2. Quality is more important than price. The results of health-care demand studies support the hypothesis that price plays a limited role in determining use of health care. However, quality may have a stronger impact on health-care use than it does on family planning use. For example, Lavy and Germain (1996) found that fee increases contributed little to the dramatic decline in health-facility use in Ghana between 1973 and 1987, particularly in comparison to the effects of distance and service quality. This type IV study used a nationally representative survey of the population and a comprehensive survey of facility characteristics. A study in Nigeria (World Bank, 1991) also found that the impact of quality on use was far greater than that of price, and that quality improvements could offset the impact of higher prices.

The role of quality in determining the demand for health care is confirmed by the results of type V studies. Litvack and Bodart (1993) conducted research based on a natural experiment in Cameroon, through which three of five facilities introduced a user fee and quality improvements, and two introduced fees but did not make improvements. They found that while fees do have some effect on demand, this effect is limited when quality improvements are made simultaneously.1

A similar study conducted under the Health Financing and Sustainability (HFS) project in Niger (Ellis and Chawla, 1994 in Wouters, 1994) assessed the impact of two types of payment systems, introduced in conjunction with quality improvements (improved drug supply), on revenues and demand. The positive effects of quality improvements again offset the demand-dampening effects of price.

3. Improving quality can be costly. Wouters et al. (1993) caution that the cost of implementing necessary quality improvements could outstrip potential fee revenues, given the lack of a service base in many settings. This is particularly true in sub-Saharan Africa. For example, the value of drugs that facilities consumed in one Niger district undergoing quality improvements was 2.5 times higher than the annual Ministry of Health drug budget. The authors suggest that even if the primary purpose of fees is to raise revenue to improve services -- or if quality improvements are necessary to prevent demand from falling in response to prices -- initial improvements will require financing beyond fee revenues. If, on the other hand, the purpose of fees is to cover existing costs, making quality improvements may make it impossible to achieve this objective.

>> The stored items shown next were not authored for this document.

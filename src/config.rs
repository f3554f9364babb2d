//! Runtime configuration
//!
//! Everything the analysis pipeline needs is carried in one explicit
//! [`AnalysisConfig`] handed to the service at construction. Values come
//! from the environment (a `.env` file is honoured when present).

use crate::error::{AnalysisError, Result};
use std::path::PathBuf;
use std::time::Duration;

pub const DEFAULT_COZE_BASE_URL: &str = "https://api.coze.com";
pub const DEFAULT_QWEN_API_URL: &str =
    "https://dashscope.aliyuncs.com/api/v1/services/aigc/text-generation/generate";
pub const DEFAULT_QWEN_MODEL: &str = "qwen-turbo";
pub const DEFAULT_TIMEOUT_SECS: u64 = 30;
pub const DEFAULT_DATABASE_PATH: &str = "diary.db";

/// Chat-style provider (tried first)
#[derive(Debug, Clone)]
pub struct CozeSettings {
    pub api_key: Option<String>,
    pub bot_id: Option<String>,
    pub base_url: String,
}

impl Default for CozeSettings {
    fn default() -> Self {
        Self {
            api_key: None,
            bot_id: None,
            base_url: DEFAULT_COZE_BASE_URL.to_string(),
        }
    }
}

impl CozeSettings {
    /// Both the key and the bot id are required
    pub fn is_configured(&self) -> bool {
        self.api_key.is_some() && self.bot_id.is_some()
    }
}

/// Structured-JSON provider (tried second)
#[derive(Debug, Clone)]
pub struct QwenSettings {
    pub api_key: Option<String>,
    pub model: String,
    pub api_url: String,
}

impl Default for QwenSettings {
    fn default() -> Self {
        Self {
            api_key: None,
            model: DEFAULT_QWEN_MODEL.to_string(),
            api_url: DEFAULT_QWEN_API_URL.to_string(),
        }
    }
}

impl QwenSettings {
    pub fn is_configured(&self) -> bool {
        self.api_key.is_some()
    }
}

#[derive(Debug, Clone)]
pub struct AnalysisConfig {
    pub coze: CozeSettings,
    pub qwen: QwenSettings,
    /// Upper bound on a single provider request
    pub request_timeout: Duration,
    pub database_path: PathBuf,
    pub log_dir: PathBuf,
}

impl Default for AnalysisConfig {
    fn default() -> Self {
        Self {
            coze: CozeSettings::default(),
            qwen: QwenSettings::default(),
            request_timeout: Duration::from_secs(DEFAULT_TIMEOUT_SECS),
            database_path: PathBuf::from(DEFAULT_DATABASE_PATH),
            log_dir: default_log_dir(),
        }
    }
}

impl AnalysisConfig {
    /// Load from the process environment, reading `.env` first if it exists.
    pub fn from_env() -> Result<Self> {
        let _ = dotenvy::dotenv();
        Self::from_lookup(|key| std::env::var(key).ok())
    }

    /// Build from an arbitrary key lookup. Blank values count as unset.
    pub fn from_lookup<F>(lookup: F) -> Result<Self>
    where
        F: Fn(&str) -> Option<String>,
    {
        let get = |key: &str| {
            lookup(key)
                .map(|v| v.trim().to_string())
                .filter(|v| !v.is_empty())
        };

        let request_timeout = match get("ANALYSIS_TIMEOUT_SECS") {
            Some(raw) => {
                let secs: u64 = raw.parse().map_err(|_| {
                    AnalysisError::Config(format!("ANALYSIS_TIMEOUT_SECS is not a number: {}", raw))
                })?;
                if secs == 0 {
                    return Err(AnalysisError::Config(
                        "ANALYSIS_TIMEOUT_SECS must be positive".to_string(),
                    ));
                }
                Duration::from_secs(secs)
            }
            None => Duration::from_secs(DEFAULT_TIMEOUT_SECS),
        };

        Ok(Self {
            coze: CozeSettings {
                api_key: get("COZE_API_KEY"),
                bot_id: get("COZE_BOT_ID"),
                base_url: get("COZE_BASE_URL").unwrap_or_else(|| DEFAULT_COZE_BASE_URL.to_string()),
            },
            qwen: QwenSettings {
                api_key: get("QWEN_API_KEY"),
                model: get("QWEN_MODEL_NAME").unwrap_or_else(|| DEFAULT_QWEN_MODEL.to_string()),
                api_url: get("QWEN_API_URL").unwrap_or_else(|| DEFAULT_QWEN_API_URL.to_string()),
            },
            request_timeout,
            database_path: get("DATABASE_PATH")
                .map(PathBuf::from)
                .unwrap_or_else(|| PathBuf::from(DEFAULT_DATABASE_PATH)),
            log_dir: get("LOG_DIR").map(PathBuf::from).unwrap_or_else(default_log_dir),
        })
    }

    pub fn with_coze(mut self, api_key: &str, bot_id: &str) -> Self {
        self.coze.api_key = Some(api_key.to_string());
        self.coze.bot_id = Some(bot_id.to_string());
        self
    }

    pub fn with_coze_base_url(mut self, base_url: &str) -> Self {
        self.coze.base_url = base_url.to_string();
        self
    }

    pub fn with_qwen(mut self, api_key: &str) -> Self {
        self.qwen.api_key = Some(api_key.to_string());
        self
    }

    pub fn with_qwen_api_url(mut self, api_url: &str) -> Self {
        self.qwen.api_url = api_url.to_string();
        self
    }

    pub fn with_timeout(mut self, timeout: Duration) -> Self {
        self.request_timeout = timeout;
        self
    }

    pub fn with_database_path(mut self, path: impl Into<PathBuf>) -> Self {
        self.database_path = path.into();
        self
    }

    pub fn with_log_dir(mut self, dir: impl Into<PathBuf>) -> Self {
        self.log_dir = dir.into();
        self
    }
}

fn default_log_dir() -> PathBuf {
    let home = std::env::var("HOME").unwrap_or_else(|_| "/tmp".to_string());
    PathBuf::from(home).join(".cbt-diary/logs")
}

4. Local fee retention can increase revenue collection. Governments have tended to require that facilities return any fees they collect to the central government for distribution in the manner most likely to enhance the public good. There are, however, benefits to local retention and use of fee revenues, including a greater incentive to collect fees and the potential improvement of service quality on site. In an analysis of Cameroon, Central African Republic, and Swaziland (McInnes, 1993), facilities that retained revenues performed substantially better than facilities that remitted revenues to the treasury. In Cameroon, facilities that retained revenues were able to cover drug costs, as well as increase use of health centers, with the poor benefiting more than the rich. In Swaziland, one of the reasons for the low percentage of costs recovered by public facilities was lack of incentive to collect fees. By comparison, Osuga and Nordberg (1993) found that the introduction of user charges for outpatient services at Ministry of Health facilities in Kenya resulted in a 20 percent to 40 percent decrease in overall health-care use after six months. This occurred despite the fact that 75 percent of the revenues collected were to be retained by facilities -- presumably to finance service improvements. However, it is not clear that fee revenues were used to improve quality.

5. Means testing cannot guarantee that the poor will be protected. Even if most people are able and willing to pay for services, there is evidence that some people cannot. For example, based on a review of the literature and research in Côte d'Ivoire and Peru, Gertler and van der Gaag (1990) conclude that user fees may cause large reductions in service utilization by individuals in lower income groups. Similarly, Leighton (1991) found that in Senegal, the ultra-poor were far more likely than the moderately poor to reduce their use of primary health care in response to rising prices.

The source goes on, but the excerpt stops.